■ **Task brief**
The answer must consist of every line from the entries below that contains the word "dropped".

[Opening Given records section]

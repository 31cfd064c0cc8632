//! Compiled rule cache shared by the REST handlers and the realtime dispatcher.

use std::sync::{Arc, Weak};

use dashmap::DashMap;
use rulebase_core::{Collection, CompiledRules, RuleError};
use tracing::debug;

use crate::hooks::AppHooks;

/// Parsed rules per collection name.
///
/// Each entry remembers the definition it was compiled from and is only
/// served for that same definition, so a caller holding an older snapshot
/// never seeds the cache for callers holding the current one. Entries are
/// also dropped whenever the collection is saved or deleted.
#[derive(Default)]
pub struct RuleCache {
    compiled: DashMap<String, Compiled>,
}

struct Compiled {
    source: Arc<Collection>,
    rules: Arc<CompiledRules>,
}

impl RuleCache {
    /// Creates the cache and registers its invalidation on `hooks`.
    #[must_use]
    pub fn new(hooks: &AppHooks) -> Arc<Self> {
        let cache = Arc::new(Self::default());
        let weak: Weak<Self> = Arc::downgrade(&cache);
        hooks.collection_changed.add(move |change| {
            if let Some(cache) = weak.upgrade() {
                cache.invalidate(change.name());
            }
        });
        cache
    }

    /// Returns the compiled rules of `collection`, compiling when the
    /// entry is missing or was built from a different definition.
    ///
    /// # Errors
    ///
    /// Returns [`RuleError`] if a stored rule no longer parses.
    pub fn get(&self, collection: &Arc<Collection>) -> Result<Arc<CompiledRules>, RuleError> {
        if let Some(entry) = self.compiled.get(&collection.name) {
            if Arc::ptr_eq(&entry.source, collection) {
                return Ok(Arc::clone(&entry.rules));
            }
        }
        let rules = Arc::new(CompiledRules::compile(collection)?);
        self.compiled.insert(
            collection.name.clone(),
            Compiled {
                source: Arc::clone(collection),
                rules: Arc::clone(&rules),
            },
        );
        Ok(rules)
    }

    pub fn invalidate(&self, collection: &str) {
        if self.compiled.remove(collection).is_some() {
            debug!(collection = %collection, "compiled rules invalidated");
        }
    }

    #[must_use]
    pub fn len(&self) -> usize {
        self.compiled.len()
    }

    #[must_use]
    pub fn is_empty(&self) -> bool {
        self.compiled.is_empty()
    }
}

#[cfg(test)]
mod tests {
    use rulebase_core::{CollectionType, Rule, RuleSet};

    use super::*;
    use crate::storage::CollectionStore;

    #[test]
    fn compiles_once_and_reuses() {
        let hooks = AppHooks::new();
        let cache = RuleCache::new(&hooks);
        let posts = Arc::new(
            Collection::new("posts", CollectionType::Base).with_rules(RuleSet::public()),
        );

        let first = cache.get(&posts).unwrap();
        let second = cache.get(&posts).unwrap();
        assert!(Arc::ptr_eq(&first, &second));
        assert_eq!(cache.len(), 1);
    }

    #[test]
    fn schema_change_invalidates_entry() {
        let hooks = AppHooks::new();
        let cache = RuleCache::new(&hooks);
        let store = CollectionStore::new(Arc::clone(&hooks));

        let open = store
            .save(Collection::new("posts", CollectionType::Base).with_rules(RuleSet::public()))
            .unwrap();
        let before = cache.get(&open).unwrap();
        assert!(matches!(before.list, Rule::Expression(_)));

        let closed = store
            .save(Collection::new("posts", CollectionType::Base))
            .unwrap();
        assert!(cache.is_empty());
        let after = cache.get(&closed).unwrap();
        assert_eq!(after.list, Rule::Absent);

        store.delete("posts");
        assert!(cache.is_empty());
    }

    #[test]
    fn old_snapshot_never_serves_current_definition() {
        let hooks = AppHooks::new();
        let cache = RuleCache::new(&hooks);
        let store = CollectionStore::new(Arc::clone(&hooks));

        let open = store
            .save(Collection::new("posts", CollectionType::Base).with_rules(RuleSet::public()))
            .unwrap();
        let closed = store
            .save(Collection::new("posts", CollectionType::Base))
            .unwrap();

        // A request that fetched the collection before the save compiles late.
        let stale = cache.get(&open).unwrap();
        assert!(matches!(stale.list, Rule::Expression(_)));

        let current = store.get("posts").unwrap();
        assert!(Arc::ptr_eq(&current, &closed));
        assert_eq!(cache.get(&current).unwrap().list, Rule::Absent);
        assert_eq!(cache.get(&current).unwrap().list, Rule::Absent);
        assert_eq!(cache.len(), 1);
    }
}
//! Admin accounts.

use std::sync::atomic::{AtomicUsize, Ordering};
use std::sync::{Arc, Weak};

use dashmap::DashMap;
use rulebase_core::Admin;
use tracing::info;

use super::generate_id;
use crate::hooks::{AdminChange, AppHooks};

/// Admin accounts keyed by id.
///
/// The total admin count is cached and refreshed from the
/// `admin_changed` hook, so hot paths read it without scanning.
pub struct AdminStore {
    admins: DashMap<String, Admin>,
    total: AtomicUsize,
    hooks: Arc<AppHooks>,
}

impl AdminStore {
    /// Creates the store and registers its cache refresh on `hooks`.
    #[must_use]
    pub fn new(hooks: Arc<AppHooks>) -> Arc<Self> {
        let store = Arc::new(Self {
            admins: DashMap::new(),
            total: AtomicUsize::new(0),
            hooks: Arc::clone(&hooks),
        });

        let weak: Weak<Self> = Arc::downgrade(&store);
        hooks.admin_changed.add(move |_| {
            if let Some(store) = weak.upgrade() {
                store.refresh_total();
            }
        });
        store
    }

    /// Creates an admin with a fresh id.
    pub fn create(&self, email: impl Into<String>) -> Admin {
        let admin = Admin {
            id: generate_id(),
            email: email.into(),
        };
        self.admins.insert(admin.id.clone(), admin.clone());
        info!(admin = %admin.id, "admin created");
        self.hooks
            .admin_changed
            .trigger(&AdminChange::Created(admin.clone()));
        admin
    }

    pub fn delete(&self, id: &str) -> Option<Admin> {
        let (_, admin) = self.admins.remove(id)?;
        info!(admin = %admin.id, "admin deleted");
        self.hooks
            .admin_changed
            .trigger(&AdminChange::Deleted(admin.clone()));
        Some(admin)
    }

    #[must_use]
    pub fn find(&self, id: &str) -> Option<Admin> {
        self.admins.get(id).map(|r| r.value().clone())
    }

    #[must_use]
    pub fn find_by_email(&self, email: &str) -> Option<Admin> {
        self.admins
            .iter()
            .find(|entry| entry.value().email.eq_ignore_ascii_case(email))
            .map(|entry| entry.value().clone())
    }

    /// Cached number of admins.
    #[must_use]
    pub fn total(&self) -> usize {
        self.total.load(Ordering::Relaxed)
    }

    fn refresh_total(&self) {
        self.total.store(self.admins.len(), Ordering::Relaxed);
    }
}
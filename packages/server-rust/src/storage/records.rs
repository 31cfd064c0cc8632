//! Record store backed by [`DashMap`], one ordered map per collection.

use std::collections::BTreeMap;

use async_trait::async_trait;
use chrono::Utc;
use dashmap::DashMap;
use rulebase_core::{Record, RecordProvider};

#[derive(Debug, Clone, PartialEq, Eq, thiserror::Error)]
pub enum StorageError {
    #[error("record {collection}/{id} already exists")]
    Duplicate { collection: String, id: String },
    #[error("record {collection}/{id} not found")]
    NotFound { collection: String, id: String },
}

/// In-memory record storage.
///
/// Records within a collection are kept in id order so listings are
/// deterministic.
#[derive(Default)]
pub struct MemoryRecordStore {
    collections: DashMap<String, BTreeMap<String, Record>>,
}

impl MemoryRecordStore {
    #[must_use]
    pub fn new() -> Self {
        Self::default()
    }

    #[must_use]
    pub fn get(&self, collection: &str, id: &str) -> Option<Record> {
        self.collections.get(collection)?.get(id).cloned()
    }

    #[must_use]
    pub fn list(&self, collection: &str) -> Vec<Record> {
        self.collections
            .get(collection)
            .map(|records| records.values().cloned().collect())
            .unwrap_or_default()
    }

    /// Stores a new record.
    ///
    /// # Errors
    ///
    /// Returns [`StorageError::Duplicate`] when the id is taken.
    pub fn insert(&self, record: Record) -> Result<(), StorageError> {
        let mut records = self
            .collections
            .entry(record.collection_name.clone())
            .or_default();
        if records.contains_key(&record.id) {
            return Err(StorageError::Duplicate {
                collection: record.collection_name,
                id: record.id,
            });
        }
        records.insert(record.id.clone(), record);
        Ok(())
    }

    /// Replaces an existing record, stamping `updated`; returns the stored copy.
    ///
    /// # Errors
    ///
    /// Returns [`StorageError::NotFound`] when there is nothing to replace.
    pub fn update(&self, mut record: Record) -> Result<Record, StorageError> {
        let not_found = || StorageError::NotFound {
            collection: record.collection_name.clone(),
            id: record.id.clone(),
        };
        let mut records = self
            .collections
            .get_mut(&record.collection_name)
            .ok_or_else(not_found)?;
        let slot = records.get_mut(&record.id).ok_or_else(not_found)?;
        record.created = slot.created;
        record.updated = Utc::now();
        *slot = record.clone();
        Ok(record)
    }

    /// Removes a record, returning its last state.
    pub fn delete(&self, collection: &str, id: &str) -> Option<Record> {
        self.collections.get_mut(collection)?.remove(id)
    }

    /// Drops every record of a collection.
    pub fn drop_collection(&self, collection: &str) -> usize {
        self.collections
            .remove(collection)
            .map_or(0, |(_, records)| records.len())
    }
}

#[async_trait]
impl RecordProvider for MemoryRecordStore {
    async fn find_record(&self, collection: &str, id: &str) -> anyhow::Result<Option<Record>> {
        Ok(self.get(collection, id))
    }

    async fn find_records(&self, collection: &str, ids: &[String]) -> anyhow::Result<Vec<Record>> {
        let Some(records) = self.collections.get(collection) else {
            return Ok(Vec::new());
        };
        Ok(ids.iter().filter_map(|id| records.get(id).cloned()).collect())
    }

    async fn find_all(&self, collection: &str) -> anyhow::Result<Vec<Record>> {
        Ok(self.list(collection))
    }
}
//! Admin-only schema management.

use std::sync::Arc;

use rulebase_core::{AuthContext, Collection};

use crate::error::ApiError;
use crate::storage::CollectionStore;

pub struct CollectionService {
    collections: Arc<CollectionStore>,
}

impl CollectionService {
    #[must_use]
    pub fn new(collections: Arc<CollectionStore>) -> Self {
        Self { collections }
    }

    /// # Errors
    ///
    /// `Unauthorized` for guests, `Forbidden` for non-admins.
    pub fn list(&self, auth: &AuthContext) -> Result<Vec<Arc<Collection>>, ApiError> {
        require_admin(auth)?;
        Ok(self.collections.list())
    }

    /// # Errors
    ///
    /// `Unauthorized`, `Forbidden` or `NotFound`.
    pub fn view(&self, auth: &AuthContext, name: &str) -> Result<Arc<Collection>, ApiError> {
        require_admin(auth)?;
        self.collections.get(name).ok_or(ApiError::NotFound)
    }

    /// Creates or replaces a collection definition.
    ///
    /// # Errors
    ///
    /// `BadRequest` when the definition or one of its rules is invalid.
    pub fn save(
        &self,
        auth: &AuthContext,
        collection: Collection,
    ) -> Result<Arc<Collection>, ApiError> {
        require_admin(auth)?;
        Ok(self.collections.save(collection)?)
    }

    /// Removes a collection; its records are dropped through the hook bus.
    ///
    /// # Errors
    ///
    /// `Unauthorized`, `Forbidden` or `NotFound`.
    pub fn delete(&self, auth: &AuthContext, name: &str) -> Result<(), ApiError> {
        require_admin(auth)?;
        self.collections
            .delete(name)
            .map(|_| ())
            .ok_or(ApiError::NotFound)
    }
}

fn require_admin(auth: &AuthContext) -> Result<(), ApiError> {
    if auth.is_admin() {
        Ok(())
    } else if auth.is_guest() {
        Err(ApiError::Unauthorized)
    } else {
        Err(ApiError::Forbidden)
    }
}
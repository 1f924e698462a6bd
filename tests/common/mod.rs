#![allow(dead_code)]

use barwise::prelude::*;
use chrono::{DateTime, Duration, TimeZone, Utc};

pub fn start() -> DateTime<Utc> {
    Utc.with_ymd_and_hms(2024, 1, 2, 0, 0, 0).unwrap()
}

//daily bars whose open, high, low and close are all the close
pub fn flat_bars(closes: &[f64]) -> Vec<Bar> {
    closes
        .iter()
        .enumerate()
        .map(|(i, &c)| Bar::new(start() + Duration::days(i as i64), c, c, c, c, 1000.0).unwrap())
        .collect()
}

//daily bars with explicit opens, high and low widened to cover both prices
pub fn bars_with_opens(opens: &[f64], closes: &[f64]) -> Vec<Bar> {
    opens
        .iter()
        .zip(closes.iter())
        .enumerate()
        .map(|(i, (&o, &c))| {
            Bar::new(start() + Duration::days(i as i64), o, o.max(c), o.min(c), c, 1000.0).unwrap()
        })
        .collect()
}

pub fn series(closes: &[f64]) -> BarSeries {
    BarSeries::new(flat_bars(closes)).unwrap()
}

//config with the given windows, no costs and a fixed unit size
pub fn frictionless(fast: usize, slow: usize, qty: u64) -> BacktestConfig {
    BacktestConfig {
        fast_window: fast,
        slow_window: slow,
        sizing_rule: SizingRule::FixedQuantity(qty),
        commission_model: CostModel::zero(),
        slippage_model: CostModel::zero(),
        ..BacktestConfig::default()
    }
}

pub fn non_flat_signals(result: &BacktestResult) -> Vec<SignalEvent> {
    result
        .signals
        .iter()
        .filter(|e| !e.signal.is_flat())
        .copied()
        .collect()
}
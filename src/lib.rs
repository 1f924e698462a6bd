//a deterministic bar-by-bar backtesting engine for moving-average crossover strategies

pub mod config;
pub mod data;
pub mod engine;
pub mod indicator;
pub mod metrics;
pub mod portfolio;
pub mod signal;

//prelude module for convenient imports
pub mod prelude {
    pub use crate::config::{
        BacktestConfig, ConfigError, CostModel, Direction, RunConfiguration, SizingRule, MAX_UNITS,
    };
    pub use crate::data::{load_csv, Bar, BarError, BarSeries, DataError};
    pub use crate::engine::{
        rank_by_sharpe, run_backtest, AbortReason, Backtest, BacktestError, BacktestResult,
        DriverState, ExecutionEvent, ExecutionSimulator, ExitTrigger, Fill, Order, OrderSide, OrderStatus,
        OrderType, ParamGrid, ParamSweep, RejectReason, RunStatus, SweepOutcome,
    };
    pub use crate::indicator::{Ema, Indicator, MovingAverageKind, Sma};
    pub use crate::metrics::{calculate_equity_curve, EquityPoint, SummaryMetrics};
    pub use crate::portfolio::{
        ClosedTrade, Exposure, LedgerError, PortfolioLedger, PortfolioSnapshot, Position,
    };
    pub use crate::signal::{CrossoverSignal, Signal, SignalEvent};
}
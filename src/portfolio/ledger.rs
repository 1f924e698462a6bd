use crate::data::Bar;
use crate::engine::execution::Fill;
use crate::portfolio::position::{ClosedTrade, Position};
use chrono::{DateTime, Utc};
use serde::{Deserialize, Serialize};
use thiserror::Error;

#[derive(Error, Debug, Clone, PartialEq, Serialize, Deserialize)]
pub enum LedgerError {
    #[error("Equity is not finite at bar {bar_index} (cash {cash}, position value {position_market_value})")]
    NonFiniteEquity {
        bar_index: usize,
        cash: f64,
        position_market_value: f64,
    },
}

//portfolio state at the close of one bar
#[derive(Debug, Clone, PartialEq, Serialize, Deserialize)]
pub struct PortfolioSnapshot {
    pub bar_index: usize,
    pub timestamp: DateTime<Utc>,
    pub cash: f64,
    pub position_quantity: i64,
    pub position_market_value: f64,
    pub equity: f64,
}

//cash and position for the single traded instrument
//mutated only through apply, never performs io
#[derive(Debug, Clone)]
pub struct PortfolioLedger {
    //initial account balance
    initial_cash: f64,

    //current cash, after trade notional, commissions and slippage
    cash: f64,

    position: Position,

    //complete fill log
    fills: Vec<Fill>,

    //one entry per reducing fill
    closed_trades: Vec<ClosedTrade>,
}

impl PortfolioLedger {
    //creates a new ledger with a flat position
    pub fn new(initial_cash: f64) -> Self {
        PortfolioLedger {
            initial_cash,
            cash: initial_cash,
            position: Position::new(),
            fills: Vec::new(),
            closed_trades: Vec::new(),
        }
    }

    //applies a fill: cash moves by -(side * price * qty) - commission - slippage
    pub fn apply(&mut self, fill: &Fill) {
        self.cash += fill.cash_delta();

        if let Some(trade) = self.position.update_with_fill(fill) {
            self.closed_trades.push(trade);
        }

        self.fills.push(fill.clone());
    }

    //values the position at the bar's close and records the state
    pub fn mark_to_market(
        &self,
        bar: &Bar,
        bar_index: usize,
    ) -> Result<PortfolioSnapshot, LedgerError> {
        let position_market_value = self.position.market_value(bar.close);
        let equity = self.cash + position_market_value;

        if !equity.is_finite() {
            return Err(LedgerError::NonFiniteEquity {
                bar_index,
                cash: self.cash,
                position_market_value,
            });
        }

        Ok(PortfolioSnapshot {
            bar_index,
            timestamp: bar.timestamp,
            cash: self.cash,
            position_quantity: self.position.quantity,
            position_market_value,
            equity,
        })
    }

    //total equity if the position were valued at `price`
    pub fn equity_at(&self, price: f64) -> f64 {
        self.cash + self.position.market_value(price)
    }

    //whether paying `outlay` leaves cash non-negative
    pub fn can_afford(&self, outlay: f64) -> bool {
        self.cash - outlay >= 0.0
    }

    pub fn cash(&self) -> f64 {
        self.cash
    }

    pub fn initial_cash(&self) -> f64 {
        self.initial_cash
    }

    pub fn position(&self) -> &Position {
        &self.position
    }

    pub fn fills(&self) -> &[Fill] {
        &self.fills
    }

    pub fn closed_trades(&self) -> &[ClosedTrade] {
        &self.closed_trades
    }

    //returns total realized pnl before costs
    pub fn realized_pnl(&self) -> f64 {
        self.position.realized_pnl
    }

    //returns total commission and slippage paid
    pub fn total_costs(&self) -> f64 {
        self.fills.iter().map(Fill::total_costs).sum()
    }

    //hands over the fill and closed trade logs
    pub fn into_history(self) -> (Vec<Fill>, Vec<ClosedTrade>) {
        (self.fills, self.closed_trades)
    }
}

[Closing Given records section]

■ **Solution to this exercise**
/// also dropped whenever the collection is saved or deleted.
    /// Removes a collection; its records are dropped through the hook bus.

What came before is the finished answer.